== Task ==
Among the entries that follow, the required portion opens with the line containing "use std::path::PathBuf;" and closes with the line containing "to invalid location)". Give that portion again exactly, and nothing else.

== The data ==
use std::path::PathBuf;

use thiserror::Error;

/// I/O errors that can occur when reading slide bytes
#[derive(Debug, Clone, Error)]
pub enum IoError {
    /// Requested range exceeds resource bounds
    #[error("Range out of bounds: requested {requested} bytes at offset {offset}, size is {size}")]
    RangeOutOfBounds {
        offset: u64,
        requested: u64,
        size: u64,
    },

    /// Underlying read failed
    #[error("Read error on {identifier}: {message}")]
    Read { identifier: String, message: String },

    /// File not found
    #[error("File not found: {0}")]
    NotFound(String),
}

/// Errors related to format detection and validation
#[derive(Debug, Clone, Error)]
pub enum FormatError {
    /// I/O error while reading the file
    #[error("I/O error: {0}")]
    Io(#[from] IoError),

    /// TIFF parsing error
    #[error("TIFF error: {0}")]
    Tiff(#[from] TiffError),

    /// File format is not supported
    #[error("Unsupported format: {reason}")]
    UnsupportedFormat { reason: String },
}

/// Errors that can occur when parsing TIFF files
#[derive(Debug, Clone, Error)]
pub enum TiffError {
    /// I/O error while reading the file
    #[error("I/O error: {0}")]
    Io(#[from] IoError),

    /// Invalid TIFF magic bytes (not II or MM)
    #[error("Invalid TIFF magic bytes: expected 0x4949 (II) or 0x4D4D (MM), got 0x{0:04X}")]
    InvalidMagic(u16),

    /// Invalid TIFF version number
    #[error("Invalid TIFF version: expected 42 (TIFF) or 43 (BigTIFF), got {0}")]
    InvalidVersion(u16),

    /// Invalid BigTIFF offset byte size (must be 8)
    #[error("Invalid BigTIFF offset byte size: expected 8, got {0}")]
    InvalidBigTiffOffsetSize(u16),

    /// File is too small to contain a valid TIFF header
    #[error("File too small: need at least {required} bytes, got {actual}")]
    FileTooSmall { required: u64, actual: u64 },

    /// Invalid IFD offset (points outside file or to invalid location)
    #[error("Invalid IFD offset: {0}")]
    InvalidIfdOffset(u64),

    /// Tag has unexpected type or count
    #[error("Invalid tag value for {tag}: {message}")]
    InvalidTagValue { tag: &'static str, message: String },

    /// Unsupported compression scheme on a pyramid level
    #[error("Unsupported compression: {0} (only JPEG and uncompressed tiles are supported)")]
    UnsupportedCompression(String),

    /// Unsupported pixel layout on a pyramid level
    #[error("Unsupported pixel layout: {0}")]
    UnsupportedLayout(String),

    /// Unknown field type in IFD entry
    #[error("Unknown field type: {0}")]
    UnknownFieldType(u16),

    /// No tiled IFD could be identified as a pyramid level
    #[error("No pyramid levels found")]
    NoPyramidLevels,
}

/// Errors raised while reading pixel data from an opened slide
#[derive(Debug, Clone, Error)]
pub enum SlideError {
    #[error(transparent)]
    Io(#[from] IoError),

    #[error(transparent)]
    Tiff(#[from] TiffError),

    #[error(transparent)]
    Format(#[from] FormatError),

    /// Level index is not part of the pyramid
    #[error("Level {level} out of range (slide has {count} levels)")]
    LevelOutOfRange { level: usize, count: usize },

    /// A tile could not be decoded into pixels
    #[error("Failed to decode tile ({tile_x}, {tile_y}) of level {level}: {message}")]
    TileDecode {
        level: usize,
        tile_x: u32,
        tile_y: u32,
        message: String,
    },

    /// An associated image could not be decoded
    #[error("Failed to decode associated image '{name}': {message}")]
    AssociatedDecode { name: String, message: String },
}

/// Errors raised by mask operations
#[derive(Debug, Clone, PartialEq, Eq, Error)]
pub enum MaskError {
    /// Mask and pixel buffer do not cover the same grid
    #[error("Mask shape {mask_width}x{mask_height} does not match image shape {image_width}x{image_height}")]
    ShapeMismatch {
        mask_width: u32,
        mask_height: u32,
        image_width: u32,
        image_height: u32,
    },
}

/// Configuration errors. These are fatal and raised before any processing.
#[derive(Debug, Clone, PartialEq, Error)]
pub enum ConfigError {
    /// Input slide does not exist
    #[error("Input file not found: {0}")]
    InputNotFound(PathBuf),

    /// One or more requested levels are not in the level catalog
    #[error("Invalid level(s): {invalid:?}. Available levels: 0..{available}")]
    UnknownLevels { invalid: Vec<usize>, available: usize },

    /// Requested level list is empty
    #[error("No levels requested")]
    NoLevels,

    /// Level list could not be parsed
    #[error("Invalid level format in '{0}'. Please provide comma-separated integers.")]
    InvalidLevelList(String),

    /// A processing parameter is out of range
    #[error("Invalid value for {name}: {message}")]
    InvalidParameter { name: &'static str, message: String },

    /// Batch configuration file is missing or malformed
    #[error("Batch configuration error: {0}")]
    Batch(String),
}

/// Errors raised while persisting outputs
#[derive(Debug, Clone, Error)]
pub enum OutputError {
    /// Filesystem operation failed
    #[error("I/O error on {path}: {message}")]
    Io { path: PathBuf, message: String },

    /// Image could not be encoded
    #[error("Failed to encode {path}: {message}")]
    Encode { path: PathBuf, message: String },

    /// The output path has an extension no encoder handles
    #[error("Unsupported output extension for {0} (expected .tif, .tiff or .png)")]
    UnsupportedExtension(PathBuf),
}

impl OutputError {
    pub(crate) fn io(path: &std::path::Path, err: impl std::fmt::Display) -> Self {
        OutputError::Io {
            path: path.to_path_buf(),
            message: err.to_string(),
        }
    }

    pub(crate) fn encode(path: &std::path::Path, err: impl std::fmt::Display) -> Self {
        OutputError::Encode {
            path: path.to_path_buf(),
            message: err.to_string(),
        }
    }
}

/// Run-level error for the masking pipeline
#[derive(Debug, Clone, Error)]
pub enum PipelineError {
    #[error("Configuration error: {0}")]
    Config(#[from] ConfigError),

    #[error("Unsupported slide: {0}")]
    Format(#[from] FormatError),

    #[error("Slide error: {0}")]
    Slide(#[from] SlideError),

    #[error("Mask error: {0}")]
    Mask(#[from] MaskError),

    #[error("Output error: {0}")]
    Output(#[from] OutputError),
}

...

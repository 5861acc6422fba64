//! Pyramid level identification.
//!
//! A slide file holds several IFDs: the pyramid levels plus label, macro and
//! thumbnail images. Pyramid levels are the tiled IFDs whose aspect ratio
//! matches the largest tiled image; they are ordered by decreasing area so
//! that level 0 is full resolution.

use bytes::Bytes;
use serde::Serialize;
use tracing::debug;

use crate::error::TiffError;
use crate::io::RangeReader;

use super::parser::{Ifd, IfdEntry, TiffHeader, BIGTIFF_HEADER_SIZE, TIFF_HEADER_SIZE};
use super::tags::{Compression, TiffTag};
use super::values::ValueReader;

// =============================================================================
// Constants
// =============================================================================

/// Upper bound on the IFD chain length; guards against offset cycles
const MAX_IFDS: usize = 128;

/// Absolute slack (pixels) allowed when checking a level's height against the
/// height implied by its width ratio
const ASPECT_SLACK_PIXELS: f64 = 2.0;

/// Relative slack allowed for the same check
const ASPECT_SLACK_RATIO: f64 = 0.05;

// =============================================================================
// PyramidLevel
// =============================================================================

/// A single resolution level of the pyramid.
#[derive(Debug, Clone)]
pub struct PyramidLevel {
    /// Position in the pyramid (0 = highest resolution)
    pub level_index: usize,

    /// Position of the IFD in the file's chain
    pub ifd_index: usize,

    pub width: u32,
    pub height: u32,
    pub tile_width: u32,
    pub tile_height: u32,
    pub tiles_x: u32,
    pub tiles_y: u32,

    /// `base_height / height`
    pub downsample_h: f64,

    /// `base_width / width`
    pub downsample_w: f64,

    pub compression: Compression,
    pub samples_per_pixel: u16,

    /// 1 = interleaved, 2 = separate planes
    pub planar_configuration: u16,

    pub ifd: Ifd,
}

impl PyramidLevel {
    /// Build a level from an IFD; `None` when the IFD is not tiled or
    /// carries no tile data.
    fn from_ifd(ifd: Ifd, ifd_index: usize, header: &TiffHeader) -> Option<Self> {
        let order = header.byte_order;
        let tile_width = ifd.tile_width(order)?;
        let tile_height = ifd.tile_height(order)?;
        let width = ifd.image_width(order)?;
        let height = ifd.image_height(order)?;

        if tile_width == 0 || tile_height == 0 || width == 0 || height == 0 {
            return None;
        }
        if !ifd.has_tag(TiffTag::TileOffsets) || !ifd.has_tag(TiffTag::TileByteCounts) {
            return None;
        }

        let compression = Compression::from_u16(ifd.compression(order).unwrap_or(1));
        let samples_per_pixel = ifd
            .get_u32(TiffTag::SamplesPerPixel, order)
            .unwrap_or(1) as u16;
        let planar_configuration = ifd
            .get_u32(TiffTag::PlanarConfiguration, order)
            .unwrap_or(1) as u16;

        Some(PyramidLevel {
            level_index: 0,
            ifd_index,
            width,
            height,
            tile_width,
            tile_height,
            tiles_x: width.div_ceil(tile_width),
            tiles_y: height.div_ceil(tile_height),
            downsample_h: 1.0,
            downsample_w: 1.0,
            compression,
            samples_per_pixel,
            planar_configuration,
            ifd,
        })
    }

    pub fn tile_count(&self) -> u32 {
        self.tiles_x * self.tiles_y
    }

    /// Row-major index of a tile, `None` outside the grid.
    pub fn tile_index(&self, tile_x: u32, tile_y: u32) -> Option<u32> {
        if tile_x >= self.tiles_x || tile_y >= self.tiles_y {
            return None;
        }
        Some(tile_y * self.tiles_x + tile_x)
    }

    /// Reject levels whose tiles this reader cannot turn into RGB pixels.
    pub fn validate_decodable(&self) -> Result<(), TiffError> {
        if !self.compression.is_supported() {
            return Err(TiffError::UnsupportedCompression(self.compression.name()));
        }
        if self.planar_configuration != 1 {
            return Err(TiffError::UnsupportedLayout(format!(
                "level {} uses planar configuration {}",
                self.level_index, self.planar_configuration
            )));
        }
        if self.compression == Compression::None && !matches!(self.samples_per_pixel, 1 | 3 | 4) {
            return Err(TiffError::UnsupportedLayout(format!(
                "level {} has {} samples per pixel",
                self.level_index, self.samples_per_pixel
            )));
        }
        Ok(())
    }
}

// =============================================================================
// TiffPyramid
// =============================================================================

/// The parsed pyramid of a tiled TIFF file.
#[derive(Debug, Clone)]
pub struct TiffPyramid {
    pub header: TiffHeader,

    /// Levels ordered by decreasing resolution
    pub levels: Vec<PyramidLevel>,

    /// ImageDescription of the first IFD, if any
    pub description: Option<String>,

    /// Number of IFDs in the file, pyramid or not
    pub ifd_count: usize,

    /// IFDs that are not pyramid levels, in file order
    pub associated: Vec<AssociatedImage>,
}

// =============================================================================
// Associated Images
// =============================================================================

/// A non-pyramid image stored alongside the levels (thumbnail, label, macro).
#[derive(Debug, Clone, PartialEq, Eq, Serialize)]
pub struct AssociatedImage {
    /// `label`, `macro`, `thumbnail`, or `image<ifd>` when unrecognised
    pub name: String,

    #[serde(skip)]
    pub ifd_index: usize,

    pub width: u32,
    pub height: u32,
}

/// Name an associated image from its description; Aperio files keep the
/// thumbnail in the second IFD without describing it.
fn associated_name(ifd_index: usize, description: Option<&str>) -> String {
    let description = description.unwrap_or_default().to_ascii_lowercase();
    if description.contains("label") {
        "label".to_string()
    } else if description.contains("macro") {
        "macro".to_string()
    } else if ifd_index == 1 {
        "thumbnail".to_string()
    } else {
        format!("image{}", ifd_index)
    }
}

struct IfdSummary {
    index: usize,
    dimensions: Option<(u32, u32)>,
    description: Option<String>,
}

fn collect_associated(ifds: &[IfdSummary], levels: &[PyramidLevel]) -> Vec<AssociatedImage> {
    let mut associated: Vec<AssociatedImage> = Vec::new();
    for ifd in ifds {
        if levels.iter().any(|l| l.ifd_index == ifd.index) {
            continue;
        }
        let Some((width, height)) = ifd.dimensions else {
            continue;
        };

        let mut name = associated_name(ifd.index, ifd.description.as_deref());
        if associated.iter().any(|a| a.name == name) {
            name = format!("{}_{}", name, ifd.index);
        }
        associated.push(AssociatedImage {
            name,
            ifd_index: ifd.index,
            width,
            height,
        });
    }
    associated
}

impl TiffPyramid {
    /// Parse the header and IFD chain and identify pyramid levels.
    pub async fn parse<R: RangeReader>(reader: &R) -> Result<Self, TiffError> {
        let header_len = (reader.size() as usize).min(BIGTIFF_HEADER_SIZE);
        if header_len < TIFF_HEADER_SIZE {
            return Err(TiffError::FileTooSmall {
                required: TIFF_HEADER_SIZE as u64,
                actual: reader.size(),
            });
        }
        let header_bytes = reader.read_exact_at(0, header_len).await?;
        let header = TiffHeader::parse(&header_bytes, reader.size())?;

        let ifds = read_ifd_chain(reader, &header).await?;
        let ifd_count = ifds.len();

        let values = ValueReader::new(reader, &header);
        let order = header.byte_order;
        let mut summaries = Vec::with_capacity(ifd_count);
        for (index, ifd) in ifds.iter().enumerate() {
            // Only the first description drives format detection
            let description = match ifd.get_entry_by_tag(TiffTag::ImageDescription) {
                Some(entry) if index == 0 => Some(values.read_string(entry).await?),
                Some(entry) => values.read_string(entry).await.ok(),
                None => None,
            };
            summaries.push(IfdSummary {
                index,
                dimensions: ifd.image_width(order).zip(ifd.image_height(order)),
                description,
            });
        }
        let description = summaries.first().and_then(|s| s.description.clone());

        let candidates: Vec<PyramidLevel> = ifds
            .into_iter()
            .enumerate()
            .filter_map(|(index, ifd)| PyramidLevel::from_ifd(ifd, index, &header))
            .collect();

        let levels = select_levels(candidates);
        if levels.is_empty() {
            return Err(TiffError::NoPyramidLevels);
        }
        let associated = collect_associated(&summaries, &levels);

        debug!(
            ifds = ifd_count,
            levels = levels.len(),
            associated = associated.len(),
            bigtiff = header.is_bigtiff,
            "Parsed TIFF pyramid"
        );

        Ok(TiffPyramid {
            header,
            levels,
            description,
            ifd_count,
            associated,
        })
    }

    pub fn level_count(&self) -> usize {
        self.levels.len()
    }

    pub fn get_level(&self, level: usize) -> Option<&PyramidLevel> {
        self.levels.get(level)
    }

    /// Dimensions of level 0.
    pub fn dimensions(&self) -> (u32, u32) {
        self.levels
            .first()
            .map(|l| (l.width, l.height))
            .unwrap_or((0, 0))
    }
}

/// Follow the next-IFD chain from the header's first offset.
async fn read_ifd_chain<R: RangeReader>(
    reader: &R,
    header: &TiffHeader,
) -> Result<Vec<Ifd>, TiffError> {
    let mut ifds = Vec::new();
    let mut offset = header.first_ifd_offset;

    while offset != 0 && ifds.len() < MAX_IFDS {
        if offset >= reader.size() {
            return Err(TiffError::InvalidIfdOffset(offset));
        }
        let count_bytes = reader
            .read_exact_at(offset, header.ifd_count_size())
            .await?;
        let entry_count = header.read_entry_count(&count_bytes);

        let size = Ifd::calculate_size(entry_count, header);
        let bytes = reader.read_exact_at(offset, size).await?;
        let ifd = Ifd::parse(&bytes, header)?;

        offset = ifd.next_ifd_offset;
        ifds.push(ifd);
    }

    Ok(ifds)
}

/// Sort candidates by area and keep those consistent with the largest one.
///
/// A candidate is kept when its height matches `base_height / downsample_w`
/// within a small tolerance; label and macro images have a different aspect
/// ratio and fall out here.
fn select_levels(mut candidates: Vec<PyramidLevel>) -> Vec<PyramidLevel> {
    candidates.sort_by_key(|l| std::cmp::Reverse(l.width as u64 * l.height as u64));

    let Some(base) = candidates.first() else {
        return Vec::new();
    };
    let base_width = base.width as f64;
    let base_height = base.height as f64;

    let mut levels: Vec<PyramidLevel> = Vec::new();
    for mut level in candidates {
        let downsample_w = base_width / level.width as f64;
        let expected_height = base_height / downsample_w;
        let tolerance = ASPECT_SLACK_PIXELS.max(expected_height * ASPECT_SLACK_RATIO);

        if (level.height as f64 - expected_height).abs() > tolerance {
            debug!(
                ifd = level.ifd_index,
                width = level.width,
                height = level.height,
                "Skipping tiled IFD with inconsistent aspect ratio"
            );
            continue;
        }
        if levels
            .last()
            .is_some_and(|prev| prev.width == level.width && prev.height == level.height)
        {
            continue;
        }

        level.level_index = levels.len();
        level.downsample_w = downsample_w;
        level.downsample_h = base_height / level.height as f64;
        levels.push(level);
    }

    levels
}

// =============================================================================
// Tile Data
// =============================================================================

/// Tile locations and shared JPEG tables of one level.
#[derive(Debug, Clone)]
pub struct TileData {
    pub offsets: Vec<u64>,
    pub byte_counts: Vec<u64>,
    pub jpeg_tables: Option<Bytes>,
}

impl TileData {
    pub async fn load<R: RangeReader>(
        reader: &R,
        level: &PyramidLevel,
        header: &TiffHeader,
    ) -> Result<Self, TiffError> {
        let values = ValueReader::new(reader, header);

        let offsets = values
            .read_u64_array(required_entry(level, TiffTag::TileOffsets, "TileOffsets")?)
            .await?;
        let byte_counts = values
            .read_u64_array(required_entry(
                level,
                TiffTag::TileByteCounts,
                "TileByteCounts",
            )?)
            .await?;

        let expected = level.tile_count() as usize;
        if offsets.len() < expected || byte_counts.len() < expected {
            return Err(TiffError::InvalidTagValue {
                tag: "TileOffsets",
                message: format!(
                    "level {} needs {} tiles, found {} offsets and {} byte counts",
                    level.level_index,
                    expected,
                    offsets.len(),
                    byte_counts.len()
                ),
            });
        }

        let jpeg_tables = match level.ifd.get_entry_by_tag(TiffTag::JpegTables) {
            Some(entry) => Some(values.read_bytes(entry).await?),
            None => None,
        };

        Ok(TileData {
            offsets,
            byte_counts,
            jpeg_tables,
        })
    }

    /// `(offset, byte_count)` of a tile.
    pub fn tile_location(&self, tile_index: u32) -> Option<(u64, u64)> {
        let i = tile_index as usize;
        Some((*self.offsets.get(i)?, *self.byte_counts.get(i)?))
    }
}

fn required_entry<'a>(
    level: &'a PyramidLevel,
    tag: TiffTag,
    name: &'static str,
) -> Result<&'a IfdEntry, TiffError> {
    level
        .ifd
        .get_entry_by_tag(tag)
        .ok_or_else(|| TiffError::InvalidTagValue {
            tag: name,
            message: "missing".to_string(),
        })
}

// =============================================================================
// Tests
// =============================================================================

== Task output ==
use std::path::PathBuf;

use thiserror::Error;

/// I/O errors that can occur when reading slide bytes
#[derive(Debug, Clone, Error)]
pub enum IoError {
    /// Requested range exceeds resource bounds
    #[error("Range out of bounds: requested {requested} bytes at offset {offset}, size is {size}")]
    RangeOutOfBounds {
        offset: u64,
        requested: u64,
        size: u64,
    },

    /// Underlying read failed
    #[error("Read error on {identifier}: {message}")]
    Read { identifier: String, message: String },

    /// File not found
    #[error("File not found: {0}")]
    NotFound(String),
}

/// Errors related to format detection and validation
#[derive(Debug, Clone, Error)]
pub enum FormatError {
    /// I/O error while reading the file
    #[error("I/O error: {0}")]
    Io(#[from] IoError),

    /// TIFF parsing error
    #[error("TIFF error: {0}")]
    Tiff(#[from] TiffError),

    /// File format is not supported
    #[error("Unsupported format: {reason}")]
    UnsupportedFormat { reason: String },
}

/// Errors that can occur when parsing TIFF files
#[derive(Debug, Clone, Error)]
pub enum TiffError {
    /// I/O error while reading the file
    #[error("I/O error: {0}")]
    Io(#[from] IoError),

    /// Invalid TIFF magic bytes (not II or MM)
    #[error("Invalid TIFF magic bytes: expected 0x4949 (II) or 0x4D4D (MM), got 0x{0:04X}")]
    InvalidMagic(u16),

    /// Invalid TIFF version number
    #[error("Invalid TIFF version: expected 42 (TIFF) or 43 (BigTIFF), got {0}")]
    InvalidVersion(u16),

    /// Invalid BigTIFF offset byte size (must be 8)
    #[error("Invalid BigTIFF offset byte size: expected 8, got {0}")]
    InvalidBigTiffOffsetSize(u16),

    /// File is too small to contain a valid TIFF header
    #[error("File too small: need at least {required} bytes, got {actual}")]
    FileTooSmall { required: u64, actual: u64 },

    /// Invalid IFD offset (points outside file or to invalid location)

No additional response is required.